I have a variable size collection of CSV tables of variable length. I want
to parse these, do a bunch of simple calcs. These are the easy parts.

Finally I need them to create printed reports (HP LaserJet's if it matters)
locally or across as Windows NT network. I am currently leaning to adding a
simple web server and creating HTML but want to know if something like the
ostream command in C exhists at least for trouble shooting. The ideal if I
could find some docs/example is an XML based system using different style
sheets for the different views but don't know much about either of these
techniques.

Peace
Alan


-----Original Message-----
From: dman [mailto:dman@dman.ddts.net]
Sent: Friday, May 10, 2002 3:11 PM
To: 'tutor@python.org'
Subject: Re: [Tutor] Printer output


On Fri, May 10, 2002 at 02:54:16PM -0500, Alan Trautman wrote:

| I am wondering if there is any documentation about formatting printed
| reports in Python?

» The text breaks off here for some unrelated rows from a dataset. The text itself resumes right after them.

//! Multi-threaded self-play datagen. `spec.md` §3/§4.10/C14: "N worker tasks
//! playing games from shuffled openings, writing packed records". Grounded in
//! shape on `examples/original_source/src/datagen/datagen.h`'s
//! `DatagenEngine::datagen_loop` master command loop and per-worker thread
//! pool (one OS thread per worker; no `rayon` work-stealing needed since each
//! worker's games are fully independent and long-running), rewritten around
//! `std::thread::scope` so `pause` can join every worker cleanly: each running
//! period gets its own `scope` call, and `resume` opens a fresh one over the
//! same `DatagenWorker`s rather than re-borrowing them inside a still-live
//! scope, without `unsafe` lifetime games.
//!
//! Invocation: `<bin> datagen <threads> <output_directory>` (`spec.md` §6).

mod packed;
mod viriformat;
mod wdl;
mod worker;

use std::path::Path;
use std::sync::atomic::{AtomicBool, Ordering};
use std::sync::Arc;
use std::time::Instant;

use rand::{Rng, SeedableRng};

use self::worker::{DatagenWorker, WorkerStats};

/// Runs the master loop: spawns `threads` workers writing into
/// `output_dir/minke_data<id>.vf`, then services `stop`/`pause`/`resume`/
/// `report`/`isalive` lines from stdin until `stop` or EOF.
pub fn run(threads: usize, output_dir: &str) {
    let threads = threads.max(1);
    let output_dir = Path::new(output_dir);

    let master_seed: u64 = rand::rngs::StdRng::from_entropy().gen();
    println!("Datagen started with {threads} thread(s) and {master_seed} seed");

    let mut seeder = rand::rngs::StdRng::seed_from_u64(master_seed);
    let stop = Arc::new(AtomicBool::new(false));

    let mut workers = Vec::with_capacity(threads);
    for id in 0..threads {
        let seed: u64 = seeder.gen();
        match DatagenWorker::new(id, seed, output_dir, Arc::clone(&stop)) {
            Ok(w) => workers.push(w),
            Err(e) => log::error!("worker {id} failed to open its output file: {e}"),
        }
    }
    let stats: Vec<Arc<WorkerStats>> = workers.iter().map(DatagenWorker::stats).collect();
    let start = Instant::now();

    let mut input = String::new();
    let mut quit = false;

    // Each `running` period gets its own `thread::scope` call, so
    // `workers.iter_mut()` is borrowed fresh every time a batch of worker
    // threads is spawned. Re-borrowing `workers` to respawn after `pause`
    // inside a single long-lived scope doesn't work: the first `iter_mut()`
    // borrow is pinned to that scope's lifetime for as long as the scope
    // body runs, joining its handles early doesn't release it. Ending the
    // scope (which joins every worker) and opening a new one on `resume`
    // releases the borrow cleanly instead.
    let mut paused = false;

    while !quit {
        std::thread::scope(|scope| {
            for w in workers.iter_mut() {
                scope.spawn(move || w.run());
            }

            loop {
                input.clear();
                if std::io::stdin().read_line(&mut input).unwrap_or(0) == 0 {
                    quit = true;
                    break;
                }
                match input.trim() {
                    "stop" => {
                        quit = true;
                        break;
                    }
                    "pause" => break,
                    "report" => report(&stats, start),
                    "isalive" => println!("alive"),
                    _ => {}
                }
            }

            stop.store(true, Ordering::Relaxed);
            // scope ends here: every worker thread is joined before `workers`
            // can be borrowed again.
        });

        if quit {
            break;
        }
        println!("Datagen paused");
        paused = true;

        while paused {
            input.clear();
            if std::io::stdin().read_line(&mut input).unwrap_or(0) == 0 {
                quit = true;
                break;
            }
            match input.trim() {
                "stop" => quit = true,
                "resume" => {
                    stop.store(false, Ordering::Relaxed);
                    println!("Datagen resumed");
                    paused = false;
                }
                "report" => report(&stats, start),
                "isalive" => println!("alive"),
                _ => {}
            }
            if quit || !paused {
                break;
            }
        }
    }

    report(&stats, start);
    println!("Datagen ran successfully!");
}

fn report(stats: &[Arc<WorkerStats>], start: Instant) {
    let elapsed_ms = (start.elapsed().as_millis() as u64).max(1);
    let line = "+------------+------------+------------+------------+------------+";

    let print_row = |id: &str, games: u64, positions: u64| {
        println!(
            "|{id:>11} |{games:>11} |{positions:>11} |{:>11} |{:>11} |",
            3600 * games * 1000 / elapsed_ms,
            3600 * positions * 1000 / elapsed_ms,
        );
    };

    println!("{line}");
    println!("| thread id  | game count | fen count  |  games/h   |   fens/h   |");
    println!("{line}");

    let mut total_games = 0u64;
    let mut total_positions = 0u64;
    for (id, s) in stats.iter().enumerate() {
        let games = s.games.load(Ordering::Relaxed);
        let positions = s.positions.load(Ordering::Relaxed);
        print_row(&id.to_string(), games, positions);
        total_games += games;
        total_positions += positions;
    }
    println!("{line}");
    print_row("total", total_games, total_positions);
    println!("{line}");
}
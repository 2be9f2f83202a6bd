//! Optimum/maximum search deadlines. `spec.md` §4.9/C13.
//!
//! Grounded on `pleco_engine/src/time/time_management.rs`'s `TimeManager` shape
//! (an `Instant` start plus precomputed optimum/maximum millisecond budgets,
//! shared read-only once a search starts) but the formula itself is replaced
//! wholesale: the teacher's hypothetical-moves-to-go sampling loop and
//! `move_importance` curve is tuned to Stockfish-era parameters this spec does
//! not carry forward (`spec.md` §1 Non-goals: "bit-identical reproduction of
//! tuned parameter defaults"). `spec.md` §4.9 gives a closed-form formula
//! instead, which this implementation follows exactly. Lock-free: `start` is
//! stored as a nanosecond offset from a process-wide epoch so every field here
//! is a plain atomic, matching `spec.md` §5's "Stop flags ... a single atomic
//! boolean suffices" spirit for the time-keeping side of search state.

use std::sync::atomic::{AtomicBool, AtomicI64, AtomicU64, Ordering};
use std::sync::OnceLock;
use std::time::Instant;

use minke_core::Player;

use super::limits::GoLimits;

fn epoch() -> Instant {
    static EPOCH: OnceLock<Instant> = OnceLock::new();
    *EPOCH.get_or_init(Instant::now)
}

/// Deadlines for one search. Written once by the thread that starts the search
/// (`init`), then polled read-only by every worker thread.
pub struct TimeManager {
    start_nanos: AtomicU64,
    optimum_ms: AtomicI64,
    maximum_ms: AtomicI64,
    has_deadline: AtomicBool,
}

impl TimeManager {
    pub fn new() -> TimeManager {
        TimeManager {
            start_nanos: AtomicU64::new(0),
            optimum_ms: AtomicI64::new(i64::MAX),
            maximum_ms: AtomicI64::new(i64::MAX),
            has_deadline: AtomicBool::new(false),
        }
    }

    /// Computes and stores optimum/maximum deadlines per `spec.md` §4.9. `stm` is
    /// used only to pick which side's `wtime`/`winc` apply.
    pub fn init(&self, stm: Player, limits: &GoLimits) {
        let now = Instant::now();
        self.start_nanos.store(now.duration_since(epoch()).as_nanos() as u64, Ordering::Relaxed);

        let (time_ms, inc_ms) = match stm {
            Player::White => (limits.wtime_ms.unwrap_or(0), limits.winc_ms.unwrap_or(0)),
            Player::Black => (limits.btime_ms.unwrap_or(0), limits.binc_ms.unwrap_or(0)),
        };

        let all_zero = time_ms == 0 && inc_ms == 0 && limits.movestogo.is_none() && limits.movetime_ms.is_none();

        if limits.infinite || all_zero {
            self.has_deadline.store(false, Ordering::Relaxed);
            self.optimum_ms.store(i64::MAX, Ordering::Relaxed);
            self.maximum_ms.store(i64::MAX, Ordering::Relaxed);
            return;
        }

        let (optimum, maximum) = if let Some(mt) = limits.movetime_ms.filter(|&mt| mt > 0) {
            let budget = (mt - 50).max(mt / 2);
            (budget, budget)
        } else {
            let mtg = limits.movestogo.map(|m| m.clamp(1, 50)).unwrap_or(50) as f64;
            let base = 0.8 * time_ms as f64 / mtg + inc_ms as f64;
            let cap = 0.8 * time_ms as f64;
            (base.min(cap).max(0.0), (4.0 * base).min(cap).max(0.0))
        };

        self.has_deadline.store(true, Ordering::Relaxed);
        self.optimum_ms.store(optimum as i64, Ordering::Relaxed);
        self.maximum_ms.store(maximum as i64, Ordering::Relaxed);
    }

    #[inline]
    pub fn elapsed_ms(&self) -> i64 {
        let start = epoch() + std::time::Duration::from_nanos(self.start_nanos.load(Ordering::Relaxed));
        Instant::now().saturating_duration_since(start).as_millis() as i64
    }

    /// Past the hard deadline: the current search must abort immediately.
    /// `spec.md` §4.9: "hard (past maximum) aborts immediately".
    #[inline]
    pub fn hard_expired(&self) -> bool {
        self.has_deadline.load(Ordering::Relaxed) && self.elapsed_ms() >= self.maximum_ms.load(Ordering::Relaxed)
    }

    /// Past the soft deadline: the next iterative-deepening depth must not
    /// start. `spec.md` §4.9: "soft (past optimum and current depth completed)
    /// prevents starting the next depth".
    #[inline]
    pub fn soft_expired(&self) -> bool {
        self.has_deadline.load(Ordering::Relaxed) && self.elapsed_ms() >= self.optimum_ms.load(Ordering::Relaxed)
    }

    pub fn has_deadline(&self) -> bool {
        self.has_deadline.load(Ordering::Relaxed)
    }
}

impl Default for TimeManager {
    fn default() -> TimeManager {
        TimeManager::new()
    }
}

#[cfg(test)]
mod tests {
    use super::*;

    #[test]
    fn infinite_search_never_expires() {
        let tm = TimeManager::new();
        tm.init(Player::White, &GoLimits::infinite());
        assert!(!tm.hard_expired());
        assert!(!tm.soft_expired());
    }

    #[test]
    fn movetime_budget_uses_the_max_of_the_two_formulas() {
        let tm = TimeManager::new();
        let limits = GoLimits { movetime_ms: Some(1000), ..GoLimits::default() };
        tm.init(Player::White, &limits);
        // max(1000-50, 1000/2) = 950
        assert_eq!(tm.maximum_ms.load(Ordering::Relaxed), 950);
        assert_eq!(tm.optimum_ms.load(Ordering::Relaxed), 950);
    }

    #[test]
    fn time_control_budget_is_capped_at_80_percent_of_remaining_time() {
        let tm = TimeManager::new();
        let limits = GoLimits { wtime_ms: Some(1000), movestogo: Some(1), ..GoLimits::default() };
        tm.init(Player::White, &limits);
        // base = 0.8*1000/1 = 800, capped at 0.8*1000 = 800; maximum = min(3200, 800) = 800
        assert_eq!(tm.optimum_ms.load(Ordering::Relaxed), 800);
        assert_eq!(tm.maximum_ms.load(Ordering::Relaxed), 800);
    }
}
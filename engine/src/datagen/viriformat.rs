//! A Viriformat game record: one packed initial position followed by a tight
//! `{u16 packed_move, i16 score}` per ply, terminated by a zero record.
//! `spec.md` §3/§4.10. Grounded on
//! `examples/original_source/src/datagen/viriformat.h`'s `Viriformat` class —
//! same move-packing bit layout (4 bits for from, via `from | to<<6`, plus a
//! 2-bit special-move tag and, for promotions, a 2-bit promotion-piece field),
//! reimplemented as a `Vec<u8>` byte builder instead of a reinterpreted struct
//! array.

use minke_core::core::PieceType;
use minke_core::BitMove;

use super::packed::{GameResult, PackedPosition};

const SPECIAL_NONE: u16 = 0b00;
const SPECIAL_EN_PASSANT: u16 = 0b01;
const SPECIAL_CASTLE: u16 = 0b10;
const SPECIAL_PROMOTION: u16 = 0b11;

fn pack_move(m: BitMove) -> u16 {
    let mut packed = m.get_src().0 as u16 | ((m.get_dest().0 as u16) << 6);
    if m.is_en_passant() {
        packed |= SPECIAL_EN_PASSANT << 14;
    } else if m.is_castle() {
        packed |= SPECIAL_CASTLE << 14;
    } else if let Some(pt) = m.promotion_piece() {
        let promo_id = match pt {
            PieceType::Knight => 0,
            PieceType::Bishop => 1,
            PieceType::Rook => 2,
            PieceType::Queen => 3,
            _ => unreachable!("promotion_piece only returns minor/major piece types"),
        };
        packed |= promo_id << 12;
        packed |= SPECIAL_PROMOTION << 14;
    } else {
        packed |= SPECIAL_NONE << 14;
    }
    packed
}

/// Accumulates one game's worth of `(move, score)` records against a fixed
/// starting position, then serializes them as a single Viriformat blob.
pub struct Viriformat {
    initial: PackedPosition,
    records: Vec<(u16, i16)>,
}

impl Viriformat {
    pub fn new(initial: PackedPosition) -> Viriformat {
        Viriformat { initial, records: Vec::new() }
    }

    pub fn push(&mut self, mov: BitMove, score: i16) {
        self.records.push((pack_move(mov), score));
    }

    /// Serializes the packed header, every `(move, score)` record, and the
    /// 4-byte zero terminator, in that order.
    pub fn into_bytes(mut self, result: GameResult) -> Vec<u8> {
        self.initial.set_result(result);
        let mut out = Vec::with_capacity(32 + self.records.len() * 4 + 4);
        out.extend_from_slice(&self.initial.to_bytes());
        for (packed_move, score) in &self.records {
            out.extend_from_slice(&packed_move.to_le_bytes());
            out.extend_from_slice(&score.to_le_bytes());
        }
        out.extend_from_slice(&0u32.to_le_bytes());
        out
    }
}

#[cfg(test)]
mod tests {
    use super::*;
    use minke_core::core::piece_move::{MoveFlag, PreMoveInfo};
    use minke_core::init_globals;
    use minke_core::{Position, SQ};

    #[test]
    fn serialized_record_ends_with_a_zero_terminator() {
        init_globals();
        let pos = Position::start_pos();
        let mut vf = Viriformat::new(PackedPosition::pack(&pos, 0));
        let m = BitMove::init(PreMoveInfo { src: SQ(12), dst: SQ(28), flags: MoveFlag::DoublePawnPush });
        vf.push(m, 34);
        let bytes = vf.into_bytes(GameResult::Win);
        assert_eq!(bytes.len(), 32 + 4 + 4);
        assert_eq!(&bytes[bytes.len() - 4..], &[0, 0, 0, 0]);
    }

    #[test]
    fn promotion_move_sets_the_special_and_promo_bits() {
        let flags = MoveFlag::Promotion { capture: false, prom: PieceType::Queen };
        let m = BitMove::init(PreMoveInfo { src: SQ(52), dst: SQ(60), flags });
        let packed = pack_move(m);
        assert_eq!(packed >> 14, SPECIAL_PROMOTION);
        assert_eq!((packed >> 12) & 0b11, 3);
    }
}
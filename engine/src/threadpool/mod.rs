//! The search thread pool. `spec.md` §3/§5/C12-C13.
//!
//! Grounded in shape on `pleco_engine/src/threadpool/mod.rs` (one `ThreadData`
//! per worker, a shared stop flag, a shared transposition table) but rewritten
//! per `DESIGN.md`'s Open Question resolution: the teacher allocates its global
//! `ThreadPool` into a `static mut` byte array and accesses it through
//! `mem::transmute`, spawning long-lived idle-looping OS threads woken by a
//! hand-rolled `LockLatch`. `spec.md` §9 "Singleton TT: express as an explicit
//! object owned by the engine context and passed into search workers by shared
//! reference" rules that pattern out directly, so this pool instead owns its
//! `TranspositionTable` and stop flag as plain `Arc`s and spawns one
//! `std::thread::scope` per `go` command — simpler, safe, and every worker
//! thread's lifetime is exactly one search.

use std::sync::atomic::{AtomicBool, AtomicU64, Ordering};
use std::sync::Arc;

use minke_core::tt::TranspositionTable;
use minke_core::{BitMove, Position};

use crate::history::History;
use crate::search::{self, SearchParams};
use crate::time::{GoLimits, TimeManager};

/// Per-worker search state. `spec.md` §3: "Each search thread owns a
/// ThreadData {Position, History, PvList, per-ply stack, best_move, node
/// counter, stop flag}".
pub struct ThreadData {
    pub id: usize,
    pub position: Position,
    pub history: History,
    pub nodes: u64,
    pub seldepth: usize,
    pub pv: Vec<BitMove>,
    pub best_move: BitMove,
    pub best_score: i32,
    pub stop: Arc<AtomicBool>,
    pub node_limit: Option<u64>,
    /// Set locally by `negamax` when this search's own time/node budget runs
    /// out. Deliberately separate from `stop`: `stop` may be an externally
    /// owned `Arc` shared with a controller outside this search (e.g. the
    /// datagen master's `pause`/`stop` command) — clobbering it to signal a
    /// routine node-budget exhaustion would silently erase a real external
    /// cancellation request. `hard_stop` is reset per search call instead.
    pub hard_stop: bool,
}

impl ThreadData {
    fn new(id: usize, position: Position, stop: Arc<AtomicBool>, node_limit: Option<u64>) -> ThreadData {
        ThreadData {
            id,
            position,
            history: History::new(),
            nodes: 0,
            seldepth: 0,
            pv: Vec::new(),
            best_move: BitMove::NULL,
            best_score: 0,
            stop,
            node_limit,
            hard_stop: false,
        }
    }

    /// Builds a standalone `ThreadData` outside of a pool, for search-module
    /// unit tests and datagen workers that don't go through `ThreadPool::go`.
    pub fn new_for_test(position: Position, stop: Arc<AtomicBool>, node_limit: Option<u64>) -> ThreadData {
        ThreadData::new(0, position, stop, node_limit)
    }

    #[inline]
    pub fn is_main(&self) -> bool {
        self.id == 0
    }

    /// Whether the current search should unwind: either an external
    /// cancellation request (`stop`) or this call's own hard time/node
    /// budget being exceeded (`hard_stop`). Checked throughout `search::`
    /// instead of reading `stop` directly so a node-budgeted search never
    /// needs to touch the (possibly externally owned) `stop` flag.
    #[inline]
    pub fn is_stopped(&self) -> bool {
        self.stop.load(Ordering::Relaxed) || self.hard_stop
    }

    /// Called from deep inside negamax on every node; `spec.md` §4.9 "Search
    /// polls time_over() periodically (e.g. every 4096 nodes)".
    #[inline]
    pub fn should_stop(&self, time_manager: &TimeManager) -> bool {
        if self.stop.load(Ordering::Relaxed) {
            return true;
        }
        if let Some(limit) = self.node_limit {
            if self.nodes >= limit {
                return true;
            }
        }
        self.nodes % 4096 == 0 && time_manager.hard_expired()
    }
}

/// Owns the shared transposition table and the thread count; spawns a fresh
/// scoped batch of search threads for every `go`. `spec.md` §5.
pub struct ThreadPool {
    tt: Arc<TranspositionTable>,
    num_threads: usize,
    pub stop: Arc<AtomicBool>,
    pub time_manager: Arc<TimeManager>,
    pub nodes_searched: Arc<AtomicU64>,
    pub params: Arc<SearchParams>,
}

impl ThreadPool {
    pub fn new(hash_mb: usize, threads: usize) -> ThreadPool {
        ThreadPool {
            tt: Arc::new(TranspositionTable::new(hash_mb)),
            num_threads: threads.max(1),
            stop: Arc::new(AtomicBool::new(false)),
            time_manager: Arc::new(TimeManager::new()),
            nodes_searched: Arc::new(AtomicU64::new(0)),
            params: Arc::new(SearchParams::default()),
        }
    }

    pub fn set_threads(&mut self, n: usize) {
        self.num_threads = n.max(1);
    }

    pub fn threads(&self) -> usize {
        self.num_threads
    }

    /// Discards all TT contents and rebuilds it at the requested size.
    /// `spec.md` §3 Lifecycle: "TT is created once, resized via explicit
    /// operation (discards contents)".
    pub fn resize_tt(&mut self, mb: usize) {
        self.tt = Arc::new(TranspositionTable::new(mb));
    }

    pub fn clear_tt(&mut self) {
        if let Some(tt) = Arc::get_mut(&mut self.tt) {
            tt.clear();
        } else {
            self.tt = Arc::new(TranspositionTable::new(1));
        }
    }

    pub fn tt(&self) -> &Arc<TranspositionTable> {
        &self.tt
    }

    /// Signals every running search thread to unwind at its next poll boundary.
    /// `spec.md` §5: "Cancellation is cooperative: setting the thread's stop
    /// flag causes the current search to unwind".
    pub fn stop_now(&self) {
        self.stop.store(true, Ordering::Relaxed);
    }

    /// Runs one search to completion (or until stopped), returning the best
    /// move found. Spawns `num_threads` workers sharing the position, the TT
    /// and the time manager; only the main thread (id 0) reports `info` lines
    /// and its result is the one returned. `spec.md` §5 "A search runs in one
    /// thread" per worker; this pool's Lazy-SMP-style fan-out just runs that
    /// same search redundantly across threads to widen the move-ordering
    /// exploration sharing one TT, which is the cheapest correct form of
    /// "parallel worker threads" `spec.md` §5 asks for.
    pub fn go(&self, root: &Position, limits: GoLimits, report: bool) -> BitMove {
        self.stop.store(false, Ordering::Relaxed);
        self.nodes_searched.store(0, Ordering::Relaxed);
        self.tt.new_search();
        self.time_manager.init(root.turn(), &limits);

        let node_limit = limits.nodes;
        let depth_limit = limits.depth;
        let tt = &self.tt;
        let time_manager = &self.time_manager;
        let total_nodes = &self.nodes_searched;
        let params = &self.params;

        let mut best = BitMove::NULL;
        std::thread::scope(|scope| {
            let mut handles = Vec::with_capacity(self.num_threads);
            for id in 0..self.num_threads {
                let mut td = ThreadData::new(id, root.clone(), Arc::clone(&self.stop), node_limit);
                let handle = scope.spawn(move || {
                    let is_main = td.is_main();
                    let mv = search::iterative_deepening(&mut td, tt, time_manager, params, depth_limit, |info| {
                        if report && is_main {
                            crate::uci::print_info(&info);
                        }
                    });
                    total_nodes.fetch_add(td.nodes, Ordering::Relaxed);
                    (td.id, mv)
                });
                handles.push(handle);
            }
            for handle in handles {
                let (id, mv) = handle.join().expect("search thread panicked");
                if id == 0 {
                    best = mv;
                }
            }
        });
        self.stop.store(true, Ordering::Relaxed);
        best
    }
}

#[cfg(test)]
mod tests {
    use super::*;
    use minke_core::init_globals;

    #[test]
    fn depth_limited_search_returns_a_legal_move() {
        init_globals();
        let pool = ThreadPool::new(1, 1);
        let pos = Position::start_pos();
        let limits = GoLimits { depth: Some(3), ..GoLimits::default() };
        let mv = pool.go(&pos, limits, false);
        assert!(!mv.is_null());
    }
}
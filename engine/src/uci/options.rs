//! UCI option declarations and the work queue they feed into the driver loop.
//! `spec.md` §6: "UCI options surfaced: Hash ..., Threads ..., optional tunable
//! integers". Grounded on `pleco_engine/src/uci/options.rs`'s `UCIOption`
//! trait/`OptionsMap` shape (a sorted `Vec<Box<dyn UCIOption>>` plus a pending
//! `OptionWork` queue the driver drains after every `setoption`), extended with
//! one `OptionWork::Param` variant that carries a plain `fn(&mut SearchParams,
//! i32)` setter so every search tunable can reuse the same `UCISpin` plumbing
//! without a bespoke enum arm per constant.

use std::collections::VecDeque;

use crate::search::SearchParams;

/// Deferred work produced by applying an option, drained by the driver loop
/// between commands (never mid-search: `spec.md` §7 error-handling implies
/// option application is a protocol-level concern, not a search-internal one).
pub enum OptionWork {
    ClearTT,
    ResizeTT(usize),
    Threads(usize),
    Param(fn(&mut SearchParams, i32), i32),
}

pub struct OptionsMap {
    map: Vec<Box<dyn UCIOption>>,
    work: VecDeque<OptionWork>,
}

impl OptionsMap {
    pub fn new() -> OptionsMap {
        let mut map: Vec<Box<dyn UCIOption>> = vec![
            Self::clear_hash(),
            Self::resize_hash(),
            Self::threads(),
            Self::spin("IIRMinDepth", 4, 1, 20, |p, v| p.iir_min_depth = v),
            Self::spin("IIRDepthReduction", 1, 0, 5, |p, v| p.iir_depth_reduction = v),
            Self::spin("RFPMaxDepth", 8, 0, 20, |p, v| p.rfp_max_depth = v),
            Self::spin("RFPMargin", 75, 0, 400, |p, v| p.rfp_margin = v),
            Self::spin("NMPMinDepth", 3, 1, 20, |p, v| p.nmp_min_depth = v),
            Self::spin("NMPBaseReduction", 3, 0, 10, |p, v| p.nmp_base_reduction = v),
            Self::spin("NMPDepthReductionDivisor", 4, 1, 10, |p, v| {
                p.nmp_depth_reduction_divisor = v
            }),
            Self::spin("LMPBase", 3, 0, 20, |p, v| p.lmp_base = v),
            Self::spin("LMPScale", 2, 0, 20, |p, v| p.lmp_scale = v),
            Self::spin("LMRBase", 75, 0, 300, |p, v| p.lmr_base = v),
            Self::spin("LMRDivisor", 195, 50, 500, |p, v| p.lmr_divisor = v),
            Self::spin("AWMinDepth", 4, 1, 20, |p, v| p.aw_min_depth = v),
            Self::spin("AWFirstWindow", 25, 1, 200, |p, v| p.aw_first_window = v),
            Self::spin("AWWideningFactor", 50, 0, 300, |p, v| p.aw_widening_factor = v),
            Self::spin("MaxSearchDepth", 128, 1, 246, |p, v| p.max_search_depth = v),
        ];
        map.sort_by(|a, b| a.option_name().cmp(b.option_name()));
        OptionsMap { map, work: VecDeque::new() }
    }

    /// Applies a `setoption name <N> value <V>` command. Returns whether the
    /// option was recognized and the value accepted.
    pub fn apply_option(&mut self, name: &str, value: &str) -> bool {
        for op in self.map.iter() {
            if op.option_name().eq_ignore_ascii_case(name) {
                if let Some(work) = op.mutate(value) {
                    self.work.push_back(work);
                    return true;
                }
                return false;
            }
        }
        false
    }

    pub fn display_all(&self) {
        for op in self.map.iter() {
            println!("{}", op.display());
        }
    }

    pub fn drain_work(&mut self) -> std::collections::vec_deque::Drain<'_, OptionWork> {
        self.work.drain(..)
    }

    fn clear_hash() -> Box<dyn UCIOption> {
        Box::new(UCIButton {
            option_name: "Clear Hash",
            mutator: || Some(OptionWork::ClearTT),
        })
    }

    fn resize_hash() -> Box<dyn UCIOption> {
        Box::new(UCISpinImpl {
            option_name: "Hash",
            default: 16,
            min: 1,
            max: 32768,
            mutator: |x: i32| Some(OptionWork::ResizeTT(x as usize)),
        })
    }

    fn threads() -> Box<dyn UCIOption> {
        Box::new(UCISpinImpl {
            option_name: "Threads",
            default: 1,
            min: 1,
            max: 512,
            mutator: |x: i32| Some(OptionWork::Threads(x as usize)),
        })
    }

    fn spin(
        name: &'static str,
        default: i32,
        min: i32,
        max: i32,
        setter: fn(&mut SearchParams, i32),
    ) -> Box<dyn UCIOption> {
        struct Tunable {
            name: &'static str,
            default: i32,
            min: i32,
            max: i32,
            setter: fn(&mut SearchParams, i32),
        }
        impl UCIOption for Tunable {
            fn option_type(&self) -> &'static str {
                "spin"
            }
            fn option_name(&self) -> &'static str {
                self.name
            }
            fn partial_display(&self) -> Option<String> {
                Some(format!("default {} min {} max {}", self.default, self.min, self.max))
            }
            fn mutate(&self, val: &str) -> Option<OptionWork> {
                let v: i32 = val.trim().parse().ok()?;
                if v < self.min || v > self.max {
                    return None;
                }
                Some(OptionWork::Param(self.setter, v))
            }
        }
        Box::new(Tunable { name, default, min, max, setter })
    }
}

impl Default for OptionsMap {
    fn default() -> OptionsMap {
        OptionsMap::new()
    }
}

pub trait UCIOption {
    fn option_type(&self) -> &'static str;
    fn option_name(&self) -> &'static str;
    fn partial_display(&self) -> Option<String>;

    fn display(&self) -> String {
        let mut s = format!("option name {} type {}", self.option_name(), self.option_type());
        if let Some(part) = self.partial_display() {
            s.push(' ');
            s.push_str(&part);
        }
        s
    }

    fn mutate(&self, val: &str) -> Option<OptionWork>;
}

struct UCIButton {
    option_name: &'static str,
    mutator: fn() -> Option<OptionWork>,
}

impl UCIOption for UCIButton {
    fn option_type(&self) -> &'static str {
        "button"
    }
    fn option_name(&self) -> &'static str {
        self.option_name
    }
    fn partial_display(&self) -> Option<String> {
        None
    }
    fn mutate(&self, _val: &str) -> Option<OptionWork> {
        (self.mutator)()
    }
}

struct UCISpinImpl {
    option_name: &'static str,
    default: i32,
    min: i32,
    max: i32,
    mutator: fn(i32) -> Option<OptionWork>,
}

impl UCIOption for UCISpinImpl {
    fn option_type(&self) -> &'static str {
        "spin"
    }
    fn option_name(&self) -> &'static str {
        self.option_name
    }
    fn partial_display(&self) -> Option<String> {
        Some(format!("default {} min {} max {}", self.default, self.min, self.max))
    }
    fn mutate(&self, val: &str) -> Option<OptionWork> {
        let v: i32 = val.trim().parse().ok()?;
        if v < self.min || v > self.max {
            return None;
        }
        (self.mutator)(v)
    }
}

#[cfg(test)]
mod tests {
    use super::*;

    #[test]
    fn hash_option_rejects_out_of_range_value() {
        let mut opts = OptionsMap::new();
        assert!(!opts.apply_option("Hash", "999999999"));
        assert!(opts.drain_work().next().is_none());
    }

    #[test]
    fn hash_option_accepts_in_range_value_and_queues_work() {
        let mut opts = OptionsMap::new();
        assert!(opts.apply_option("Hash", "64"));
        let work = opts.drain_work().next().expect("work queued");
        match work {
            OptionWork::ResizeTT(mb) => assert_eq!(mb, 64),
            _ => panic!("expected ResizeTT"),
        }
    }

    #[test]
    fn unknown_option_is_rejected() {
        let mut opts = OptionsMap::new();
        assert!(!opts.apply_option("NotARealOption", "1"));
    }
}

I need to parse, perform calculations and then produce
a
| few summary reports and I'm wondering if there is a good template type
setup
| to use.

man printf

or is that not what you mean by "print"?

Python has built-in support for string formatting with the same rules
as C's printf family of functions.  With it you can align columns and
format numbers, etc.

As for outputing formatted data, the options really depend on what the
communication medium is.  There are template systems for web (html)
stuff, it isn't too hard to generate some LaTeX as long as you know
the tables won't have any page breaks in them.